Fig. 9 is a method for iteratively determining current density and potential distributions. The average applied current density is set at step 910. The current density can be calculated as the applied current divided by the area of the cell through which the current passes. The applied current is a function of the electrode potential and the electrolyte potential, both of which are in turn a function of the current density. At step 920, the potential distribution in the electrolyte and electrodes is calculated based on the set current density. The electrode potential and electrolyte potential are calculated over the area and based on this information the current distribution can be calculated. At step 930, a new local current distribution is calculated based on the potential distribution including the electrolyte potential and the electrode potential. In some cases, a new local current distribution is calculated based on the Butler-Vollmer reaction kinetics equation. Steps 920 and 930 are repeated until the local current distribution solution converges, e.g., until a relative tolerance is satisfied. In some cases, steps 910 and 920 are repeated, where for each iteration the integral of the updated local current distribution within each electrode is equal to the applied average current density provided at step 910.

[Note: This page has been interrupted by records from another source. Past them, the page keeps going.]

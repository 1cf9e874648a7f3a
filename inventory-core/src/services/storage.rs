// src/services/storage.rs
//! Durable key/value storage behind the record store.
//!
//! Each logical table persists as ONE serialized JSON array under a namespaced key
//! (`<prefix><table>`, e.g. `mock_assets`). Backends only move opaque strings around;
//! parsing, seeding and corruption recovery live in the store.
//!
//! - `SqliteStorage`: single-writer SQLite (WAL), one row per key.
//! - `FileStorage`  : one `<key>.json` file per key, written atomically.
//! - `MemoryStorage`: process-local map; isolated per instance (tests, dry runs).

use anyhow::{Context, Result};
use chrono::Utc;
use rusqlite::{Connection, OptionalExtension};
use std::collections::BTreeMap;
use std::fs;
use std::path::{Path, PathBuf};
use std::sync::{Arc, Mutex};

use crate::config::{StorageBackend, StorageConfig};
use crate::utils::atomic::write_atomic;

/// Minimal durable storage contract. Implementations must be usable through `&self`.
pub trait Storage: Send {
    /// Read the payload stored under `key`; `Ok(None)` if absent.
    fn read(&self, key: &str) -> Result<Option<String>>;

    /// Replace the payload stored under `key`.
    fn write(&self, key: &str, payload: &str) -> Result<()>;

    /// Remove `key` (idempotent).
    fn remove(&self, key: &str) -> Result<()>;

    /// All keys currently stored, in ascending order.
    fn keys(&self) -> Result<Vec<String>>;

    /// Short backend label for logs.
    fn kind(&self) -> &'static str;
}

/// Open the backend selected in config.
pub fn open_storage(cfg: &StorageConfig) -> Result<Box<dyn Storage>> {
    match cfg.backend {
        StorageBackend::Sqlite => Ok(Box::new(SqliteStorage::open(&cfg.sqlite_path)?)),
        StorageBackend::File => Ok(Box::new(FileStorage::open(&cfg.files_dir)?)),
        StorageBackend::Memory => Ok(Box::new(MemoryStorage::new())),
    }
}

// ---------- SQLite ----------

/// SQLite-backed storage. Owns a single connection; the store is the only writer.
pub struct SqliteStorage {
    db: Connection,
}

impl SqliteStorage {
    /// Open/create the database and ensure the `kv` table.
    ///
    /// Creates the parent directory if missing and enables WAL.
    pub fn open(db_path: &Path) -> Result<Self> {
        if let Some(parent) = db_path.parent() {
            fs::create_dir_all(parent)
                .with_context(|| format!("create_dir_all({:?})", parent))?;
        }

        let db = Connection::open(db_path)
            .with_context(|| format!("open sqlite {}", db_path.display()))?;

        db.execute_batch(
            r#"
            PRAGMA journal_mode = WAL;

            CREATE TABLE IF NOT EXISTS kv (
              key         TEXT PRIMARY KEY,  -- namespaced table key, e.g. "mock_assets"
              value       TEXT NOT NULL,     -- JSON array of records
              updated_at  TEXT NOT NULL      -- RFC3339 UTC
            );
            "#,
        )?;

        Ok(Self { db })
    }
}

impl Storage for SqliteStorage {
    fn read(&self, key: &str) -> Result<Option<String>> {
        let v = self
            .db
            .query_row("SELECT value FROM kv WHERE key=?1", [key], |row| {
                row.get::<_, String>(0)
            })
            .optional()?;
        Ok(v)
    }

    fn write(&self, key: &str, payload: &str) -> Result<()> {
        let now = Utc::now().to_rfc3339();
        self.db.execute(
            r#"
            INSERT INTO kv(key, value, updated_at)
            VALUES (?1, ?2, ?3)
            ON CONFLICT(key) DO UPDATE SET
              value      = excluded.value,
              updated_at = excluded.updated_at
            "#,
            (key, payload, &now),
        )?;
        Ok(())
    }

    fn remove(&self, key: &str) -> Result<()> {
        self.db.execute("DELETE FROM kv WHERE key=?1", [key])?;
        Ok(())
    }

    fn keys(&self) -> Result<Vec<String>> {
        let mut stmt = self.db.prepare("SELECT key FROM kv ORDER BY key")?;
        let iter = stmt.query_map([], |row| row.get::<_, String>(0))?;
        Ok(iter.filter_map(|r| r.ok()).collect())
    }

    fn kind(&self) -> &'static str {
        "sqlite"
    }
}

// ---------- Files ----------

/// Directory of `<key>.json` files. Root is typically `<root>/tables`.
pub struct FileStorage {
    root: PathBuf,
}

impl FileStorage {
    /// Open or initialize the directory (idempotent).
    pub fn open(root: impl Into<PathBuf>) -> Result<Self> {
        let root = root.into();
        fs::create_dir_all(&root).with_context(|| format!("create_dir_all({:?})", root))?;
        Ok(Self { root })
    }

    fn path_for(&self, key: &str) -> Result<PathBuf> {
        Ok(self.root.join(format!("{}.json", sanitize_key(key)?)))
    }
}

impl Storage for FileStorage {
    fn read(&self, key: &str) -> Result<Option<String>> {
        let path = self.path_for(key)?;
        if !path.exists() {
            return Ok(None);
        }
        let text = fs::read_to_string(&path).with_context(|| format!("read {:?}", path))?;
        Ok(Some(text))
    }

    fn write(&self, key: &str, payload: &str) -> Result<()> {
        write_atomic(&self.path_for(key)?, payload.as_bytes())
    }

    fn remove(&self, key: &str) -> Result<()> {
        let path = self.path_for(key)?;
        match fs::remove_file(&path) {
            Ok(()) => Ok(()),
            Err(e) if e.kind() == std::io::ErrorKind::NotFound => Ok(()),
            Err(e) => Err(e).with_context(|| format!("remove {:?}", path)),
        }
    }

    fn keys(&self) -> Result<Vec<String>> {
        let mut out = Vec::new();
        for entry in fs::read_dir(&self.root)? {
            let name = entry?.file_name().to_string_lossy().into_owned();
            if let Some(stem) = name.strip_suffix(".json") {
                out.push(stem.to_string());
            }
        }
        out.sort();
        Ok(out)
    }

    fn kind(&self) -> &'static str {
        "file"
    }
}

/// Keys become file names: only `[A-Za-z0-9_.-]`, no leading dot.
fn sanitize_key(key: &str) -> Result<String> {
    let k = key.trim();
    if k.is_empty() {
        anyhow::bail!("empty storage key");
    }
    if k.starts_with('.') {
        anyhow::bail!("storage key may not start with '.': {k:?}");
    }
    if !k
        .chars()
        .all(|c| c.is_ascii_alphanumeric() || matches!(c, '_' | '-' | '.'))
    {
        anyhow::bail!("storage key has unsupported characters: {k:?}");
    }
    Ok(k.to_string())
}

// ---------- In-memory ----------

#[derive(Debug, Default)]
pub struct MemoryStorage {
    map: Mutex<BTreeMap<String, String>>,
}

impl MemoryStorage {
    pub fn new() -> Self {
        Self::default()
    }

    fn map(&self) -> std::sync::MutexGuard<'_, BTreeMap<String, String>> {
        self.map.lock().unwrap_or_else(|poisoned| poisoned.into_inner())
    }
}

impl Storage for MemoryStorage {
    fn read(&self, key: &str) -> Result<Option<String>> {
        Ok(self.map().get(key).cloned())
    }

    fn write(&self, key: &str, payload: &str) -> Result<()> {
        self.map().insert(key.to_string(), payload.to_string());
        Ok(())
    }

    fn remove(&self, key: &str) -> Result<()> {
        self.map().remove(key);
        Ok(())
    }

    fn keys(&self) -> Result<Vec<String>> {
        Ok(self.map().keys().cloned().collect())
    }

    fn kind(&self) -> &'static str {
        "memory"
    }
}

impl<S: Storage + ?Sized> Storage for Box<S> {
    fn read(&self, key: &str) -> Result<Option<String>> {
        (**self).read(key)
    }
    fn write(&self, key: &str, payload: &str) -> Result<()> {
        (**self).write(key, payload)
    }
    fn remove(&self, key: &str) -> Result<()> {
        (**self).remove(key)
    }
    fn keys(&self) -> Result<Vec<String>> {
        (**self).keys()
    }
    fn kind(&self) -> &'static str {
        (**self).kind()
    }
}

/// Shared handle, so two stores (or a store and a test) can observe the same backend.
impl<S: Storage + Sync + ?Sized> Storage for Arc<S> {
    fn read(&self, key: &str) -> Result<Option<String>> {
        (**self).read(key)
    }
    fn write(&self, key: &str, payload: &str) -> Result<()> {
        (**self).write(key, payload)
    }
    fn remove(&self, key: &str) -> Result<()> {
        (**self).remove(key)
    }
    fn keys(&self) -> Result<Vec<String>> {
        (**self).keys()
    }
    fn kind(&self) -> &'static str {
        (**self).kind()
    }
}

FIG. 10 is a block diagram of a computing environment for implementation in the present technology. The system 1000 of fig. 10 may be implemented in a machine-like environment that implements the battery charging source 120 and the battery power supply system 110. The computing system 1000 of fig. 10 includes one or more processors 1010 and memory 1020. Main memory 1020 stores, in part, instructions and data for execution by processor 1010. Main memory 1020 may store executable code during operation. The system 1000 of fig. 10 further includes a mass storage device 1030, a portable storage media drive 1040, an output device 1050, a user input device 1060, a graphical display 1070, and a peripheral device 1080.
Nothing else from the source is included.